Da die Abgeordneten in Deutschland per Grundgesetz frei sind, ist der Fraktionszwang verfassungswidrig und hat keine rechtliche Wirkkraft, auch wenn die Große Koalition aus SPD und CDU/CSU es in ihrem Koalitionsvertrag so vereinbaren. Man hört ja immer wieder, dass bei sehr schwierigen Themen auch Abweichler dabei sind. Obgleich er aber Verfassungswidrig ist und keine rechtliche Wirkkraft hat, ist das politische System leider dennoch so ausgelegt, dass Abweichler unter Druck gesetzt werden können. Das betrifft vor allem Leute, die nicht mit einem Direktmandat aus einem Wahlkreis in den Bundestag gewählt werden, sondern durch Übergangmandate und einen Listenplatz in den Bundestag kommen. Wenn der Betroffene zu oft Abweicht, wird ihm der Listenplatz entzogen.

Soweit zum Inhalt.

Der Vorteil des Fraktionszwanges ist, dass man in der Regierung stabile Mehrheiten generieren und garantieren kann. D.h. man hat politische Stabilität und baut zu den anderen Koalitionspartnern Vertrauen auf und kann langfristiger Planen. Ein weiterer Vorteil ist, dass man nicht der Gefahr ausgesetzt ist, dass die eigenen Leute plötzlich mit der Opposition abstimmen und Drucksachen beschließen, welche die Regierung nicht will.

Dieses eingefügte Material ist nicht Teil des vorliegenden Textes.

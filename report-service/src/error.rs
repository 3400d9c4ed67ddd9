use std::path::PathBuf;

/// Failure categories for a single file-processing cycle.
///
/// Only `Io` is considered transient and retried by the monitor; everything
/// else aborts the current file and is surfaced through logging.
#[derive(thiserror::Error, Debug)]
pub enum ProcessError {
    #[error("configuration error: {0}")]
    Configuration(String),

    #[error("i/o error on {}: {source}", path.display())]
    Io {
        path: PathBuf,
        #[source]
        source: std::io::Error,
    },

    #[error("failed to deserialize {type_name} from {}: {reason}", path.display())]
    Deserialization {
        type_name: &'static str,
        path: PathBuf,
        reason: String,
    },

    #[error("failed to serialize {type_name}: {reason}")]
    Serialization {
        type_name: &'static str,
        reason: String,
    },

    #[error("validation failed: {0}")]
    Validation(String),
}

impl ProcessError {
    pub fn io(path: impl Into<PathBuf>, source: std::io::Error) -> Self {
        Self::Io {
            path: path.into(),
            source,
        }
    }

    /// Short category label used in logs and metrics.
    pub fn category(&self) -> &'static str {
        match self {
            Self::Configuration(_) => "configuration",
            Self::Io { .. } => "io",
            Self::Deserialization { .. } => "deserialization",
            Self::Serialization { .. } => "serialization",
            Self::Validation(_) => "validation",
        }
    }

    pub fn is_retryable(&self) -> bool {
        matches!(self, Self::Io { .. })
    }
}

Der Nachteil des Fraktionszwanges ist, dass er wie gesagt Grundgesetzwidrig ist und den einzelnen Abgeordneten dazu zwingen könnte nicht nur gegen seine eigene Meinung, sondern z.B. auch gegen die Interessen derjenigen zu stimmen die ihn in seinem Wahlkreis gewählt haben. Ein weiterer Nachteil ist, dass damit der Eindruck verstärkt wird, dass es z.B. zwischen den Parteien keine Konflikte oder Unterschiede gibt was für die gesellschaftspolitische Auseinandersetzung und das Vertrauen in die Demokratie Gift ist.

In der politischen Praxis gibt es auch Auswege aus dem Fraktionszwang. Der Fraktionsvorsitzende hat auch die Möglichkeit in Absprache mit der Partei und anderen Fraktionsvorsitzenden, die Abstimmung freizugeben. Das bedeutet, dann kann jeder Abgeordnete abstimmen wie er möchte. Außerdem ist es auch gängige Praxis, dass wenn es bspw. wichtige Abgeordnete sind die nicht so wie die Fraktion abstimmen wollen, der betroffene Abgeordnete auch den Parlamentssaal verlassen kann.

Für viele Kritiker und Frustrierte, ist der Fraktionszwang eines der zentralen Argumente, warum in Deutschland bspw. eine Fassadendemokratie herrscht. In Wahrheit ist der Fraktionszwang selten notwendig, da die Abweichler oft selbst nicht gegen ihre eigene Fraktion arbeiten wollen und es nicht sehr oft Fragen gibt, wo es krassen Dissenz in der eigenen Fraktion gibt.

Politiker kandidieren als Repräsentanten ihrer partei und DEREN Programmatik. Daraus lässt sich auch die Notwendigkeit der Fraktionsdiziplin ableiten und begründen.

Andererseits sind sie als autonome Individuen nunmal auch zu freier Mienungsbildung und -äußerung berechtigt - und insofern natürlich auch berechtigt, sich gegen die Fraktionsdisziplin zu entscheiden.

Die Partei bzw. Farktion hat ihrerseits das Recht, bedarfsweise "Abweichler" aus ihren Reihen auszuschließen.

Das sind die Eckpunkte eines Spannungsverhältnisses, indem sich jeder Abgeordnete bewegt.